Task details - For the entries below, state how many lines contain the word "driven" and add nothing else.

Records for this exercise -
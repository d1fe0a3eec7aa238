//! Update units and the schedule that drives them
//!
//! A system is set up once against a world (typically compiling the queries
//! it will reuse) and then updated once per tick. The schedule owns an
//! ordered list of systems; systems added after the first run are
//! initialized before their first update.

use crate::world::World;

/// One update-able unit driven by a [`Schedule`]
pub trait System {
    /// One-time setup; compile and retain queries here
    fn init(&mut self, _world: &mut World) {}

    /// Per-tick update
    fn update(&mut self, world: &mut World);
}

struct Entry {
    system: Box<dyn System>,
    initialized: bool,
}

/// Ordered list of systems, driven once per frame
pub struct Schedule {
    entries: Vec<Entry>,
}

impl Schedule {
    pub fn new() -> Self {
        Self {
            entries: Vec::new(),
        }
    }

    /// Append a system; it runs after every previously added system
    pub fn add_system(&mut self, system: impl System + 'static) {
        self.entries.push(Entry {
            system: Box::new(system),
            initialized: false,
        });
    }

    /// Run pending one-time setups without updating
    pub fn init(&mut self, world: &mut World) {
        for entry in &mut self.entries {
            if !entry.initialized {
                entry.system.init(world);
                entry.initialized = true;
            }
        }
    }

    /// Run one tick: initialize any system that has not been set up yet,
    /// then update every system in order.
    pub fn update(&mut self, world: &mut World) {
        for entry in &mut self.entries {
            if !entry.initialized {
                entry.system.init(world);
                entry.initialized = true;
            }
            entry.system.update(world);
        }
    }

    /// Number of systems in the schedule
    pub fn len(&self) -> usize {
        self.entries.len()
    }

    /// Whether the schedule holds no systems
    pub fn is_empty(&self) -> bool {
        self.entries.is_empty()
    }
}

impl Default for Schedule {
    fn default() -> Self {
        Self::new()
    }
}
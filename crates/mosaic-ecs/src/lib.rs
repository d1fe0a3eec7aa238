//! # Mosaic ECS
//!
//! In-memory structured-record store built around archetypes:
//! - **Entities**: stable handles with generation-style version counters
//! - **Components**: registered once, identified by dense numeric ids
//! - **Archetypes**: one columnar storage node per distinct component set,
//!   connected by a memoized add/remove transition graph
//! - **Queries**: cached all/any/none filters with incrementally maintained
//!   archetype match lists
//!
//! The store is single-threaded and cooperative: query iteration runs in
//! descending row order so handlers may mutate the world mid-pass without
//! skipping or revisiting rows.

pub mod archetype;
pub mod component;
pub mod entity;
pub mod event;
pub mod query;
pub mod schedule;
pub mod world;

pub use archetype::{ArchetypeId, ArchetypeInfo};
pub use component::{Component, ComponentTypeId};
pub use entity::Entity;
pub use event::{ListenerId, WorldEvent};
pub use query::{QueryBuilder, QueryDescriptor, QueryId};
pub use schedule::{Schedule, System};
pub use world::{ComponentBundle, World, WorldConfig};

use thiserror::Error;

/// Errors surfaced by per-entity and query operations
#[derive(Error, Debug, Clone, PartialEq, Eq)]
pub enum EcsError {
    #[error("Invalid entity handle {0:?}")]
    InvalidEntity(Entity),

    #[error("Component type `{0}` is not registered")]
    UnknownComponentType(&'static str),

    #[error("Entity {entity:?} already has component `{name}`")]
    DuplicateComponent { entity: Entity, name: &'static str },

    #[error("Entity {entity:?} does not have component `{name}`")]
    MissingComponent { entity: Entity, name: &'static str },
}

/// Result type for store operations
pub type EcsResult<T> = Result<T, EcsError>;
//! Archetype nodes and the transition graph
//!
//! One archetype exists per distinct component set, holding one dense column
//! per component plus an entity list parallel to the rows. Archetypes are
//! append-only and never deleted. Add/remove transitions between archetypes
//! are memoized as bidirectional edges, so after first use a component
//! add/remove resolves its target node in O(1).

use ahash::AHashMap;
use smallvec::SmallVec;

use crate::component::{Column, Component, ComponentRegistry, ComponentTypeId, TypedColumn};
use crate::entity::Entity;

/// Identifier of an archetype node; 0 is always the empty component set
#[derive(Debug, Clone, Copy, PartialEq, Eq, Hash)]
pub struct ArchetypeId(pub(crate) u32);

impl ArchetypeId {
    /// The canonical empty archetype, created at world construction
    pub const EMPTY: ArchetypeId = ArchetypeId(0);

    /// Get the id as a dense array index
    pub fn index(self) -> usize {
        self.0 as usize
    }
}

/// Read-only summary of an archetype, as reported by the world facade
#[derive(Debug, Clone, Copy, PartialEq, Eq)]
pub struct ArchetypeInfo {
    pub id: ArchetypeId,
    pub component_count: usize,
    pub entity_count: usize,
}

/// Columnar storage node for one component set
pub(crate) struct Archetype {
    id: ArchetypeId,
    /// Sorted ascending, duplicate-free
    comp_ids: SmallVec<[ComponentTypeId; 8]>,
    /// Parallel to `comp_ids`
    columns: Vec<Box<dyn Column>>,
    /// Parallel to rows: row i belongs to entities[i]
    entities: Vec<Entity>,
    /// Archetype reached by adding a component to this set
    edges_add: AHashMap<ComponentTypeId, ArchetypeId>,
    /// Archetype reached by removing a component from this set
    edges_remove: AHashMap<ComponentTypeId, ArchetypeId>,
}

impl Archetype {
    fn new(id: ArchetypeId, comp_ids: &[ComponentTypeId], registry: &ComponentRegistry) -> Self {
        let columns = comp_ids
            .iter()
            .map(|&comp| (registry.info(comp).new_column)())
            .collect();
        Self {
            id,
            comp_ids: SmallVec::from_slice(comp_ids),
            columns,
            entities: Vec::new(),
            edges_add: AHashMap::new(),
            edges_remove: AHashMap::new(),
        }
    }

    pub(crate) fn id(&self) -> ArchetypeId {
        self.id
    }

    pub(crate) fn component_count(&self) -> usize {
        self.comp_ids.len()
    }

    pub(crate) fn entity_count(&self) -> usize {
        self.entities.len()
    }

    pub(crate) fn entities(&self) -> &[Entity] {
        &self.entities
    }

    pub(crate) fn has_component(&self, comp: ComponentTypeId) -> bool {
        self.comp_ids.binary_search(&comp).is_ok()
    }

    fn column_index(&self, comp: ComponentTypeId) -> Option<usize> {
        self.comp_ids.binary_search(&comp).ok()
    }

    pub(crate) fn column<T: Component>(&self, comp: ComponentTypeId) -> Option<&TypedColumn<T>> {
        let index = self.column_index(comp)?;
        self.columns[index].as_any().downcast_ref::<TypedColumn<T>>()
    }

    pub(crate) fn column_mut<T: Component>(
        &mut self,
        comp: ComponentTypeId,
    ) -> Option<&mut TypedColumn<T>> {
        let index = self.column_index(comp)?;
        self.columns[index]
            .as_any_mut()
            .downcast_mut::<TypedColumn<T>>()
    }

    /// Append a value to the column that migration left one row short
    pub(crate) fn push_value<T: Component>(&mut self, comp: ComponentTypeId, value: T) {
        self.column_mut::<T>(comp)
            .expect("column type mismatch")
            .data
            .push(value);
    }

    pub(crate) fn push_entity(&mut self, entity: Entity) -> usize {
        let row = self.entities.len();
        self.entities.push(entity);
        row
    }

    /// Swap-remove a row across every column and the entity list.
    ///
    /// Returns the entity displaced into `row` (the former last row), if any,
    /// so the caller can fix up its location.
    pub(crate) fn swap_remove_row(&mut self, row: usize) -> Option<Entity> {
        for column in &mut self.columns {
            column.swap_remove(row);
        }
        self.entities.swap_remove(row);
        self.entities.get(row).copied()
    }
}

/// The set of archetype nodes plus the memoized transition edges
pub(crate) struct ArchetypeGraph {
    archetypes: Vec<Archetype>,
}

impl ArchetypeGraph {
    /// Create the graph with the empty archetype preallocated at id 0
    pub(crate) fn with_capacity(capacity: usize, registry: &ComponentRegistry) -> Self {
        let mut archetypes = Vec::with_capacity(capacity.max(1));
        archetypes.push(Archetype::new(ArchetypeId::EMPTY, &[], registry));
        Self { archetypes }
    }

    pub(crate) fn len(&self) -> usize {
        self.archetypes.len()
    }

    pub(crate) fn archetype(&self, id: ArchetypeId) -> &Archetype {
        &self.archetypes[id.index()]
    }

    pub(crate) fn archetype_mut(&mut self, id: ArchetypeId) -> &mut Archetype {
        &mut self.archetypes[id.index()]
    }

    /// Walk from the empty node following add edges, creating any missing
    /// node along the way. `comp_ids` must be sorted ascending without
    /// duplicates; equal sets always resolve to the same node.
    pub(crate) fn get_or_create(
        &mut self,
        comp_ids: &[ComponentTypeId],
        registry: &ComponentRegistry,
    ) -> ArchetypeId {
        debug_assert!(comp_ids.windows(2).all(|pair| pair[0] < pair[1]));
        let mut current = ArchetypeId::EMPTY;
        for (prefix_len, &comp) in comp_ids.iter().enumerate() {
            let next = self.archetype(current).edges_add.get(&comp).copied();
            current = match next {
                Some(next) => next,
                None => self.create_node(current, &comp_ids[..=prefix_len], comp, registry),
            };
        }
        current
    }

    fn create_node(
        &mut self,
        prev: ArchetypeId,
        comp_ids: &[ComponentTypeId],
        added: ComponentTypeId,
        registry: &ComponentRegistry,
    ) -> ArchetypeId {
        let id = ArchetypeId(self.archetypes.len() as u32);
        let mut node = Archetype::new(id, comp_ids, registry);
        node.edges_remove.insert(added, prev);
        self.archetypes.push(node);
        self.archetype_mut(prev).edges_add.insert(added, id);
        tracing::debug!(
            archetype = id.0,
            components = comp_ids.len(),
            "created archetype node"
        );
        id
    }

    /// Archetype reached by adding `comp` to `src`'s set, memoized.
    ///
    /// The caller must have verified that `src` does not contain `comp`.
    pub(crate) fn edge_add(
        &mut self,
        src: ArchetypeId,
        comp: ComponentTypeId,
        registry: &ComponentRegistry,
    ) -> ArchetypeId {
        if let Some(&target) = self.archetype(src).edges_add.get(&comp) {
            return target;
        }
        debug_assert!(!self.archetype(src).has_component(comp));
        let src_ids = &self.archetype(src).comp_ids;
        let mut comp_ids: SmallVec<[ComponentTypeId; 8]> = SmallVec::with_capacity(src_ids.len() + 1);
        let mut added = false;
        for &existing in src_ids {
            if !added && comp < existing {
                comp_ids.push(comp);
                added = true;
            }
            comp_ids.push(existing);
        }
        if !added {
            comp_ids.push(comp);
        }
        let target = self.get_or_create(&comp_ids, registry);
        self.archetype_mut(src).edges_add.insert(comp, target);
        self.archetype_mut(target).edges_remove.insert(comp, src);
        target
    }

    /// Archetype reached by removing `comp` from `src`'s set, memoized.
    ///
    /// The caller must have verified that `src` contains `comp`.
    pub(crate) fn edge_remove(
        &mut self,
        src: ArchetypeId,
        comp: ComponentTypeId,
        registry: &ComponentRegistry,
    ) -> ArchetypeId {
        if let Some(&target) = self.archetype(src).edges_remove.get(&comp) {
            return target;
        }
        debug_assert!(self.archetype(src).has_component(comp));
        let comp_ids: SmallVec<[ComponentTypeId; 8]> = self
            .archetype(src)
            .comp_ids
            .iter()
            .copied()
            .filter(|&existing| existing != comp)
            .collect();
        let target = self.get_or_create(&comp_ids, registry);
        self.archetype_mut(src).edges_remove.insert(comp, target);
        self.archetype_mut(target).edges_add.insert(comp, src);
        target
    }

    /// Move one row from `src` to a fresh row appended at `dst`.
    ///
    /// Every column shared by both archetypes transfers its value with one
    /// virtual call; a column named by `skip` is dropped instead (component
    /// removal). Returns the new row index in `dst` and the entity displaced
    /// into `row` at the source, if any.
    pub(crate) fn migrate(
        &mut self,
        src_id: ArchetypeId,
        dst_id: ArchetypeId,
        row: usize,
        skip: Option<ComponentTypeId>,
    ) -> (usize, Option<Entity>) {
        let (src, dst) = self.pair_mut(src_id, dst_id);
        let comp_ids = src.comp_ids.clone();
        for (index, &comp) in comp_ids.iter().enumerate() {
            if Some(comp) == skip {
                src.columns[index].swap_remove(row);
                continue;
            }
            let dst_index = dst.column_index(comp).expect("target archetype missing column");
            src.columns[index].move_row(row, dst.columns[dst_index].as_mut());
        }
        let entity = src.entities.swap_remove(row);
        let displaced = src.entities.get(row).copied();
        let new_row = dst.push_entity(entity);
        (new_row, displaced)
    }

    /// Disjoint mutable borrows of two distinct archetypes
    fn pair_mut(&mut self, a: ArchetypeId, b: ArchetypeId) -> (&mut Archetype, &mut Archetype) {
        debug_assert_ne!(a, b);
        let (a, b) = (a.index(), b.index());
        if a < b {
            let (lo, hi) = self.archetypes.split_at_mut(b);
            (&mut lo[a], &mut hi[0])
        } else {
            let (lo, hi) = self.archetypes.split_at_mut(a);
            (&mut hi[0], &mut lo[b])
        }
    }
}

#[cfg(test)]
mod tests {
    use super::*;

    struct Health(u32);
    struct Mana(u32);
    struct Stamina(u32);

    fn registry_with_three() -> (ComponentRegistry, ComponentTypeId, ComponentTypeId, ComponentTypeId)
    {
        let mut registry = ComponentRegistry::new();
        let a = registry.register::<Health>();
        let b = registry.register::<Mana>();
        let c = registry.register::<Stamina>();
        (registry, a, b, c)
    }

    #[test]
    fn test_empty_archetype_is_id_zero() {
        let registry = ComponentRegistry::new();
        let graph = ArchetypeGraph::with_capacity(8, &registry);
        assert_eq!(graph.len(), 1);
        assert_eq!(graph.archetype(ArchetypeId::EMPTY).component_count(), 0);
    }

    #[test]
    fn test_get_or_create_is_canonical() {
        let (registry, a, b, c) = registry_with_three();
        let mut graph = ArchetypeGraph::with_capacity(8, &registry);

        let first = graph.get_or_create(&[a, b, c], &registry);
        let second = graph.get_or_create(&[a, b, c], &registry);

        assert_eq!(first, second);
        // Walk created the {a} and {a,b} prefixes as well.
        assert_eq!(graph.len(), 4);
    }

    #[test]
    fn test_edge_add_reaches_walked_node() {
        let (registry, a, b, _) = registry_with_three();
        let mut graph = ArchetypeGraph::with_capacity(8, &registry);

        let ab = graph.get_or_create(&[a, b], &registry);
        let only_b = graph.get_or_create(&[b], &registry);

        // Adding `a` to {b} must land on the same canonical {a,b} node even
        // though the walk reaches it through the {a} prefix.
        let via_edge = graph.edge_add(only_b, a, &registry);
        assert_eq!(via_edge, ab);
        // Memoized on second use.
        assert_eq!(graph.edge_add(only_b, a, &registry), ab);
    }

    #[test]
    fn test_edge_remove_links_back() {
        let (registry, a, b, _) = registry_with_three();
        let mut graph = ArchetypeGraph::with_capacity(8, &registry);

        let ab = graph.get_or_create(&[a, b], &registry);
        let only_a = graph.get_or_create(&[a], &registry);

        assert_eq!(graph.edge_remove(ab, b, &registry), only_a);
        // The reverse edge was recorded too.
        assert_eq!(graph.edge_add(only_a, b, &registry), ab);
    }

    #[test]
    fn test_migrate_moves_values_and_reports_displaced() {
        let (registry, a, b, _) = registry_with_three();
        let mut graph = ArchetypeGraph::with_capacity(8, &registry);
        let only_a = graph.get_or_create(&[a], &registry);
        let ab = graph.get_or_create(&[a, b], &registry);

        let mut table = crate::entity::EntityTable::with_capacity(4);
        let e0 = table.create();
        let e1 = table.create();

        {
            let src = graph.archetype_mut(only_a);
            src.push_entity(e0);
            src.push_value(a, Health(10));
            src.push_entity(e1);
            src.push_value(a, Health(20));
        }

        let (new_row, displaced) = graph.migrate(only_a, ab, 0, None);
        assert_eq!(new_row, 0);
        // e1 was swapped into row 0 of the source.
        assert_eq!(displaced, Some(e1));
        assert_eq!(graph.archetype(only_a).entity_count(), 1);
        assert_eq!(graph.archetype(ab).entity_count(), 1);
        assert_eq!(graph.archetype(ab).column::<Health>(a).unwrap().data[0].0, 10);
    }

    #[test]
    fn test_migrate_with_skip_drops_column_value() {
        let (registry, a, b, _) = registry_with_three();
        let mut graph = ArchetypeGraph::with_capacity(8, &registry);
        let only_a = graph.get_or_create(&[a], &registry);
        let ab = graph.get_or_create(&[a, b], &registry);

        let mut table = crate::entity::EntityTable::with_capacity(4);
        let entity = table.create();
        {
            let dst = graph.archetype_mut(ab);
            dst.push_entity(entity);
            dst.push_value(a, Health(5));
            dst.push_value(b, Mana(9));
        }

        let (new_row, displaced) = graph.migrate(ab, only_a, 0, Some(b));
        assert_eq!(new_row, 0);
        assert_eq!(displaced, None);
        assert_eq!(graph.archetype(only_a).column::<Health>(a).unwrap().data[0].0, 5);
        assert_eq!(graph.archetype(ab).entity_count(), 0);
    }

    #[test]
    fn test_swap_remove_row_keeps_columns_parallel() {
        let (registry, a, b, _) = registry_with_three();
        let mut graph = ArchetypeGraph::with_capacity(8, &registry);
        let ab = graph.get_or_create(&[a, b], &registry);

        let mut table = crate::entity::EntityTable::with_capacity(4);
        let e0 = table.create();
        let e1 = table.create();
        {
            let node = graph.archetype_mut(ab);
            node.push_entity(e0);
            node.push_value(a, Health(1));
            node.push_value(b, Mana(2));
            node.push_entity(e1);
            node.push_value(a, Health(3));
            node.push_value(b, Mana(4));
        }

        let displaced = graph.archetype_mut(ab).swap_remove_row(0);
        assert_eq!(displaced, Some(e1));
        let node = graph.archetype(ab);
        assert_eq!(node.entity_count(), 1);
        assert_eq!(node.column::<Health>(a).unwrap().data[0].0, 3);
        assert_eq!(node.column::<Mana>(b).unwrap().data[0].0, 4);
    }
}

Output for this exercise - 2